**PROBLEM STATEMENT**
Please return every line of the records below that contains the word "does".

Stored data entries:
----

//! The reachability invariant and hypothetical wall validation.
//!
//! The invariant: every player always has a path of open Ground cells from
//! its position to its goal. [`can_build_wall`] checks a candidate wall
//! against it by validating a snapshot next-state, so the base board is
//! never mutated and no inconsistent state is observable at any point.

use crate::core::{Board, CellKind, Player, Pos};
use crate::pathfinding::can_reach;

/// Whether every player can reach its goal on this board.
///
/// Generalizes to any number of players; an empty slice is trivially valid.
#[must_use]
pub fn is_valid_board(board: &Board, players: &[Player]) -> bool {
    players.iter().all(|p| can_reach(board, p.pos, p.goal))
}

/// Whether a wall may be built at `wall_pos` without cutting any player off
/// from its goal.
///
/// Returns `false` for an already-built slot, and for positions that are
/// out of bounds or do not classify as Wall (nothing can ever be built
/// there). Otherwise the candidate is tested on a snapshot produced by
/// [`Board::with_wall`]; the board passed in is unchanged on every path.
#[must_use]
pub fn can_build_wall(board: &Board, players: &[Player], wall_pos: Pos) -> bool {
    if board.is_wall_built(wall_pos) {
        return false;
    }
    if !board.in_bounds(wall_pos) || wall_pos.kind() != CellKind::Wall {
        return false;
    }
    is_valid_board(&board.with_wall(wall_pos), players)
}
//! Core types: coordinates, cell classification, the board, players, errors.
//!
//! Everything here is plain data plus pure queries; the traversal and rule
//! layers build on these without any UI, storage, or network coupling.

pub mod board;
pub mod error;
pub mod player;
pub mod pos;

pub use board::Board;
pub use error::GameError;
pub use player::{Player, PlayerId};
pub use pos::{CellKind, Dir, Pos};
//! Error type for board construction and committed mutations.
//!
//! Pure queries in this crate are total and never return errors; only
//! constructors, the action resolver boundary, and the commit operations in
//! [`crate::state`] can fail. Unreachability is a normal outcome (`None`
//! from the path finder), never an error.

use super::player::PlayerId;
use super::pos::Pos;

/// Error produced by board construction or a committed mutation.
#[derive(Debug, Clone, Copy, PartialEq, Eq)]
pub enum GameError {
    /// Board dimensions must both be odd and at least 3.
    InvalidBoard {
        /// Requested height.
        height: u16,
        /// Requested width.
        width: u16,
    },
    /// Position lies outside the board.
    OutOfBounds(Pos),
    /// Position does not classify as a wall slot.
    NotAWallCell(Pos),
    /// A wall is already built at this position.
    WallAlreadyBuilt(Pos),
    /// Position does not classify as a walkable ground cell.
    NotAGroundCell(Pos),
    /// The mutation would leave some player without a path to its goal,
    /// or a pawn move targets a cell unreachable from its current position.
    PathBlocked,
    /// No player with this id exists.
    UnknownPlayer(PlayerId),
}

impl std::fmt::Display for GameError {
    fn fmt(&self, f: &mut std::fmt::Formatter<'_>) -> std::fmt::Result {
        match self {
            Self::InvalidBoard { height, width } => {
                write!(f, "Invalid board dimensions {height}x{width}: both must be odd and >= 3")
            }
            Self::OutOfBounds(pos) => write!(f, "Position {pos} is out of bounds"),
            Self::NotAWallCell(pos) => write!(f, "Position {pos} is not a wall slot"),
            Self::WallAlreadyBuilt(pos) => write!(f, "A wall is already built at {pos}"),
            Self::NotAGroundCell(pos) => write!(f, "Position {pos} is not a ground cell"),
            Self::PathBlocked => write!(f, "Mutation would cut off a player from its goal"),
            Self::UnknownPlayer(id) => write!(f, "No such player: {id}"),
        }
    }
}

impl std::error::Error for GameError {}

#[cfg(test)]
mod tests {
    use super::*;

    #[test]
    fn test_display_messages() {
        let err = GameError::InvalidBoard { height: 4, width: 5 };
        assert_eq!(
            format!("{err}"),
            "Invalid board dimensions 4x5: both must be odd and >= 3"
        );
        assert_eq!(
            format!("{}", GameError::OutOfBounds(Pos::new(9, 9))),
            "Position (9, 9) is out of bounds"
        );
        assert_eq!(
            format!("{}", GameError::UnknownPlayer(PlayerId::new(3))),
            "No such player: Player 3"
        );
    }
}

----

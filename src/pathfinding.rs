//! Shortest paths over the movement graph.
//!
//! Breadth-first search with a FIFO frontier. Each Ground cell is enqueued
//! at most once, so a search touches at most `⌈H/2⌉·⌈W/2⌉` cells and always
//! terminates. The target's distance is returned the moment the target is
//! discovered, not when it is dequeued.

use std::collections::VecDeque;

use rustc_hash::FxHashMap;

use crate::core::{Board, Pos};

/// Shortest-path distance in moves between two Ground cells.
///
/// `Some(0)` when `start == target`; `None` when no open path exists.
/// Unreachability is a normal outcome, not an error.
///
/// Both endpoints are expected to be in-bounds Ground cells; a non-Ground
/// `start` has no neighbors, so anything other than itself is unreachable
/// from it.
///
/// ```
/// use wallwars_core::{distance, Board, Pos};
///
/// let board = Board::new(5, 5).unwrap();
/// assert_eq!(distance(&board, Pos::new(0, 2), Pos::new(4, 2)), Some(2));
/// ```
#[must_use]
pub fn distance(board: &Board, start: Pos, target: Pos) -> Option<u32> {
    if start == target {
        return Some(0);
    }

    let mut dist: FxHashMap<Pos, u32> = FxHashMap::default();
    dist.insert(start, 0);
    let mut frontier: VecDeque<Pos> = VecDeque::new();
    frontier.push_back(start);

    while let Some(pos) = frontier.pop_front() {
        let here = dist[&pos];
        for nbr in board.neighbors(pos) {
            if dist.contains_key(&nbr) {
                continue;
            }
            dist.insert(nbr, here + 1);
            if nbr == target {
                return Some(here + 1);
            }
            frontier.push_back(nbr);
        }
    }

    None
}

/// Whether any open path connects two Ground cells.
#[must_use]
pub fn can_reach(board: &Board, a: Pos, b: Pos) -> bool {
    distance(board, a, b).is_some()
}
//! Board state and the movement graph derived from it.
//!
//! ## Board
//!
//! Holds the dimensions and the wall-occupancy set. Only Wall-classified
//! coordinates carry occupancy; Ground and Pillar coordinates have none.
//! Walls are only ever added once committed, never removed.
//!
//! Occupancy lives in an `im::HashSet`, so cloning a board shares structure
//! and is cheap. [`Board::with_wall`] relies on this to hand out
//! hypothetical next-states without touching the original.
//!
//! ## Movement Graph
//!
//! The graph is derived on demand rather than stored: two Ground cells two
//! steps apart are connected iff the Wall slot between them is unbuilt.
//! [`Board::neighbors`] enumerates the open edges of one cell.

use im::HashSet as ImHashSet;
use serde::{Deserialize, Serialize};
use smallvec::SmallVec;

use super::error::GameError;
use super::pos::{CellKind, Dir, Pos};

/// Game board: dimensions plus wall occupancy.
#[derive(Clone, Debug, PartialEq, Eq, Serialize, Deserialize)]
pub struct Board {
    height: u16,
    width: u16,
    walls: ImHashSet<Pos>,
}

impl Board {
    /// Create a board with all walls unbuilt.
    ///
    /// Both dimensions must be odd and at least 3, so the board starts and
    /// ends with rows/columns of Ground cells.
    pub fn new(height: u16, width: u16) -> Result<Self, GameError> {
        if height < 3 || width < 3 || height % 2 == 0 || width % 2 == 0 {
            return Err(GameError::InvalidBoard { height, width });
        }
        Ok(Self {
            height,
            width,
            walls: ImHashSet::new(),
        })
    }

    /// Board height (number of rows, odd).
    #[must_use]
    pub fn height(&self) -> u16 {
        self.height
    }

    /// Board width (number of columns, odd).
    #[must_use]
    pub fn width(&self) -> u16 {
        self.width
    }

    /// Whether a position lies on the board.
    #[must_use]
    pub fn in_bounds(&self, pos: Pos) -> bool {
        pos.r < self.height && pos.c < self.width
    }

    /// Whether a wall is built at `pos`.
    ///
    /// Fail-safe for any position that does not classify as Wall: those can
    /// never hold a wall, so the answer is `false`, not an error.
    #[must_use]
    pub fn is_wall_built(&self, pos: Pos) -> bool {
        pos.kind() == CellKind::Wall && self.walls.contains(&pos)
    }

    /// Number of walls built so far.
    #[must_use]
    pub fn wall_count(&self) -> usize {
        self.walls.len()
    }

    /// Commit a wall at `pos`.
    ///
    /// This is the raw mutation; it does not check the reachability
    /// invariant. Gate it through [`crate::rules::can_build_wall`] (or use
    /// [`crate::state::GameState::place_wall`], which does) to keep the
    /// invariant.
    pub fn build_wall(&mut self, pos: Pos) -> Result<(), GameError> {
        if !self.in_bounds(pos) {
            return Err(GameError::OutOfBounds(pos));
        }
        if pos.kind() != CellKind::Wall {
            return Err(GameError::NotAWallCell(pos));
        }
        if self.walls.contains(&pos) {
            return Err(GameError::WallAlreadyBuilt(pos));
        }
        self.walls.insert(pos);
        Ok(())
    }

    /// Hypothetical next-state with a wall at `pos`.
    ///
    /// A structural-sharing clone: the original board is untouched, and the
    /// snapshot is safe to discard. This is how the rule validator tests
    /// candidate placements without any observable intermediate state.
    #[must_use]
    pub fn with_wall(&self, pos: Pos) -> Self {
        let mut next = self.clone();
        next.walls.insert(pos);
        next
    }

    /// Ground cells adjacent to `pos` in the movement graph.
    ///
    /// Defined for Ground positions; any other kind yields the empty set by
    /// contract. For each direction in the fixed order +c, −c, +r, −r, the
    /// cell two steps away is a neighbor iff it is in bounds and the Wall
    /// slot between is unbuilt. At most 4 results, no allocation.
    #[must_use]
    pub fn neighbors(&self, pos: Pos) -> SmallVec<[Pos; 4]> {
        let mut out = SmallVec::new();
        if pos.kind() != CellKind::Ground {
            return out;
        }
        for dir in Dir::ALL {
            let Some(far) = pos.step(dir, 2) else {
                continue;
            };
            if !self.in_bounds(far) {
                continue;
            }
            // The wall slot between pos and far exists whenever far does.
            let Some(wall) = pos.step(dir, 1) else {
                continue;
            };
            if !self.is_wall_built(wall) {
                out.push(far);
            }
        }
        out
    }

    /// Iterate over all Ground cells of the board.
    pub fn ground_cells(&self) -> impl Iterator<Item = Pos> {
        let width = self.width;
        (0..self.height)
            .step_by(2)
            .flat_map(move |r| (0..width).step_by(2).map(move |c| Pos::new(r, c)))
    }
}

----

**OUTPUT FOR THIS TASK**
    /// Position does not classify as a wall slot.
    /// Position does not classify as a walkable ground cell.
    /// Fail-safe for any position that does not classify as Wall: those can
    /// This is the raw mutation; it does not check the reachability
    /// [`crate::state::GameState::place_wall`], which does) to keep the
            // The wall slot between pos and far exists whenever far does.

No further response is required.